(Collected data)
>>
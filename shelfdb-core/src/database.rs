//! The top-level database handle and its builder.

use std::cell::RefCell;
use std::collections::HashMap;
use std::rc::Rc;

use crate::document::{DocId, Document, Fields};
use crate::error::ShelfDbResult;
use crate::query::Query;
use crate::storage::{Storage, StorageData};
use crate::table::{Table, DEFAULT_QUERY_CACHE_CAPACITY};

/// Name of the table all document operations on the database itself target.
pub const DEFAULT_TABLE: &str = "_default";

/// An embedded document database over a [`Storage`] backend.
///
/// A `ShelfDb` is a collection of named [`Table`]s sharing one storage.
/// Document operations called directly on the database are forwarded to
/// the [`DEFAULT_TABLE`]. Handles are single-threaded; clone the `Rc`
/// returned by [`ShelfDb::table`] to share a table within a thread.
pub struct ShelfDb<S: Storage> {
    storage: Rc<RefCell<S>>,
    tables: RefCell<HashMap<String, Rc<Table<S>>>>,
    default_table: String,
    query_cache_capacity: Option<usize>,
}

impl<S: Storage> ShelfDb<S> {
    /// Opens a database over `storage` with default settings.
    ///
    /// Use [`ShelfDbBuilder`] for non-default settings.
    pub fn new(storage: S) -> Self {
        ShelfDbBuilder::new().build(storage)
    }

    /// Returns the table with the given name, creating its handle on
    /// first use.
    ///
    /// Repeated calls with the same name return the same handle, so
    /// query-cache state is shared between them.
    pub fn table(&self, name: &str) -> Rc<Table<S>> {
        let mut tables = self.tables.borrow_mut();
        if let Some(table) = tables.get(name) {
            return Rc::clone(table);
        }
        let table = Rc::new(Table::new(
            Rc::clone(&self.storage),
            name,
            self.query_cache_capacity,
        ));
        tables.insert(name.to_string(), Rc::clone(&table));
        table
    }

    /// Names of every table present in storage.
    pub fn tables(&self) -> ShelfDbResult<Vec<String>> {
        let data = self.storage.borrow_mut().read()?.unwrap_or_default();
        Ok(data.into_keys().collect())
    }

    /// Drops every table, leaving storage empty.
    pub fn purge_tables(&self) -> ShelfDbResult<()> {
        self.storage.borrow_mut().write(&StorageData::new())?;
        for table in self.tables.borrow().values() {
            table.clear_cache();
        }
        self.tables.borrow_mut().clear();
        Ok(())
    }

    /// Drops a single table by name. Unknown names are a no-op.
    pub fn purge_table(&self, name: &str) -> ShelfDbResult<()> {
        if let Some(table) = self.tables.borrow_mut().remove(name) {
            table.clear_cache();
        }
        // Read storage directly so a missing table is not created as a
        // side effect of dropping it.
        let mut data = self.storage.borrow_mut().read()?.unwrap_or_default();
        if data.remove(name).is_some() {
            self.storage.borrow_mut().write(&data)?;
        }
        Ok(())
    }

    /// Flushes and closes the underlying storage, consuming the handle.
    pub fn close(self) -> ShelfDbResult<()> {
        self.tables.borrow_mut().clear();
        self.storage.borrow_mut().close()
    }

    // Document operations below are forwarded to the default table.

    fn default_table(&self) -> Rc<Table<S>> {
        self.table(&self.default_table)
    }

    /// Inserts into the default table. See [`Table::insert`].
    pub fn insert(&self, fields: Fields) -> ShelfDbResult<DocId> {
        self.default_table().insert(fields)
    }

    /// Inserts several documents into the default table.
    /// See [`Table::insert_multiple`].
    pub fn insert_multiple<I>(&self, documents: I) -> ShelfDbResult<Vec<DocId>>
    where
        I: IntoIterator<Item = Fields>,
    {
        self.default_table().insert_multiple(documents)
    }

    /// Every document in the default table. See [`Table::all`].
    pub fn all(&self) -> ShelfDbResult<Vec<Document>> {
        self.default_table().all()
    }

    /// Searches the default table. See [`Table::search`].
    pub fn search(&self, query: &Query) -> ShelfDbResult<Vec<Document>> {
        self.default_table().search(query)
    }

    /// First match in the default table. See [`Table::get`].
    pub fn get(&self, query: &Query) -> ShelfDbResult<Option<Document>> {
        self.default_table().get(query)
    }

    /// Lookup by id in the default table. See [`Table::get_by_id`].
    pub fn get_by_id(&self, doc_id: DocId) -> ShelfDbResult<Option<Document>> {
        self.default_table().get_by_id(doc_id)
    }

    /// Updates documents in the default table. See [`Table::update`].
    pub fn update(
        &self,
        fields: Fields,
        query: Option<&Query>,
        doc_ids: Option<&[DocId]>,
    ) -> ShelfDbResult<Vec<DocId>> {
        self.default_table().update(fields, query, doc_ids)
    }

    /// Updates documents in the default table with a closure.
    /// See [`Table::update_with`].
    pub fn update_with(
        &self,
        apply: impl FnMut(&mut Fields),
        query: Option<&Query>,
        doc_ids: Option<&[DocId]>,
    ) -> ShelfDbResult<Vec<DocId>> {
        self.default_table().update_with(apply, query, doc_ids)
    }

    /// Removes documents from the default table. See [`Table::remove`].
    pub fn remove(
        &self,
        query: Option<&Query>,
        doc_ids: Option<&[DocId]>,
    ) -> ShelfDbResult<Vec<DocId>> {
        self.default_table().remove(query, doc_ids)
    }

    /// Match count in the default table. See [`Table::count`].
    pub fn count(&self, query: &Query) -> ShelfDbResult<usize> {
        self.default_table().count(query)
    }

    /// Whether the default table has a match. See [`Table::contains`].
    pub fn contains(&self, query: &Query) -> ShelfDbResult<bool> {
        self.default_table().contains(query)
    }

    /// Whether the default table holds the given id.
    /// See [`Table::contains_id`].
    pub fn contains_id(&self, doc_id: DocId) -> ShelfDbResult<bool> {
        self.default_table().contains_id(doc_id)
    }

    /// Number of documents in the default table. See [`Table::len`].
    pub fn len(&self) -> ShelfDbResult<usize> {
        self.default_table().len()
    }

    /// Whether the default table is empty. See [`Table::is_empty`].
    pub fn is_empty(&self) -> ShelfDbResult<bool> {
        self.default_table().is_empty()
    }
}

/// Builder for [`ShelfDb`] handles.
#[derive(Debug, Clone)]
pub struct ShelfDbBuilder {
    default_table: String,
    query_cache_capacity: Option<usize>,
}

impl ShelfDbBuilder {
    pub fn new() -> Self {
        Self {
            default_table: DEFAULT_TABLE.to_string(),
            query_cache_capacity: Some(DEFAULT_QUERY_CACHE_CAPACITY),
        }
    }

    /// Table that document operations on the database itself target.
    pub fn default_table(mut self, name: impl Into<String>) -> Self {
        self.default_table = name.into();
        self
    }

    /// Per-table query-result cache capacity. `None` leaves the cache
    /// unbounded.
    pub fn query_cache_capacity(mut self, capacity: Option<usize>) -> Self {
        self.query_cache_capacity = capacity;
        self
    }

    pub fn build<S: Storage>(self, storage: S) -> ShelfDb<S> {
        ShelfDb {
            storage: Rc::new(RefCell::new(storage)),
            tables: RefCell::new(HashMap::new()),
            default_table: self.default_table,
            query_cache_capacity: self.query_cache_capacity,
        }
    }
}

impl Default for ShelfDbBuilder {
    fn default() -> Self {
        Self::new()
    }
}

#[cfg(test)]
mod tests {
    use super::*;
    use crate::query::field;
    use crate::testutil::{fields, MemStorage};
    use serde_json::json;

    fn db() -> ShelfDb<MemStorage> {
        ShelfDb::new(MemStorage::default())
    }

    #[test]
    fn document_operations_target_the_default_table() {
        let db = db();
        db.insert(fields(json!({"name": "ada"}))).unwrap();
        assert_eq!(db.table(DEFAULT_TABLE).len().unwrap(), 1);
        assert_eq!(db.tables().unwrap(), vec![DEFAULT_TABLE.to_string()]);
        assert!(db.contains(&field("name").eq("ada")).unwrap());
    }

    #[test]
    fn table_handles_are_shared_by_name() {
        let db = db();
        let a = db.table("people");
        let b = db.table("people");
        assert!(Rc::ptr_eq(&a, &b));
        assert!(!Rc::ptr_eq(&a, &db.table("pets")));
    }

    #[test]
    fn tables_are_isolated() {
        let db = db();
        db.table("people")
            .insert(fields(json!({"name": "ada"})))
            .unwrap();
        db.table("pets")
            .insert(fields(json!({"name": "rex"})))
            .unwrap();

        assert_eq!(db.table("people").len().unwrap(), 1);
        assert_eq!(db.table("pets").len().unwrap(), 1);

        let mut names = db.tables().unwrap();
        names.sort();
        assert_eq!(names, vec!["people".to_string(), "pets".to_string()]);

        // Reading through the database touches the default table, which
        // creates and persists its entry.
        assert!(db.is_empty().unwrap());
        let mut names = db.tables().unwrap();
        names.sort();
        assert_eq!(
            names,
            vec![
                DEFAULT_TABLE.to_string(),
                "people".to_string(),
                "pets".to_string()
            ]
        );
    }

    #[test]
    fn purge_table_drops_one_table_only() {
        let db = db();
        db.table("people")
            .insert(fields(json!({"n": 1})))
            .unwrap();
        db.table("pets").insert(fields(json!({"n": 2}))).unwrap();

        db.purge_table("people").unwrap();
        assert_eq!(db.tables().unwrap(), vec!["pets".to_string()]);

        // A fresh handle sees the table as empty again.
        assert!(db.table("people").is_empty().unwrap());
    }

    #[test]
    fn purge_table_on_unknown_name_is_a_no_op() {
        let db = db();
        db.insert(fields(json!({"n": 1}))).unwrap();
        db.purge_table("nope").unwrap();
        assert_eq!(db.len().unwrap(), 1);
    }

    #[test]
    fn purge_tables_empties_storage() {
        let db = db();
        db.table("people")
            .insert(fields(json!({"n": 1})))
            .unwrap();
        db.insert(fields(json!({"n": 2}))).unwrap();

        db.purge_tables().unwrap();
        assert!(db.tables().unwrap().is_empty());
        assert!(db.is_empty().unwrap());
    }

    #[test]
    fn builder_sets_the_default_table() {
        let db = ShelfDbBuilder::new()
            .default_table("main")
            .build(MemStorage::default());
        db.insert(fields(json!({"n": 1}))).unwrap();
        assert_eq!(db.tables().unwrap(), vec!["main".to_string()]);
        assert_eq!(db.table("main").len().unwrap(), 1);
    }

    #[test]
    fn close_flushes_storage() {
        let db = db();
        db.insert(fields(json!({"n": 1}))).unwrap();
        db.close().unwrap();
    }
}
<<
*ABOUT THIS TASK:* Respond with only the number of lines in the records that include the word "over".

*WRITTEN SOLUTION:* 2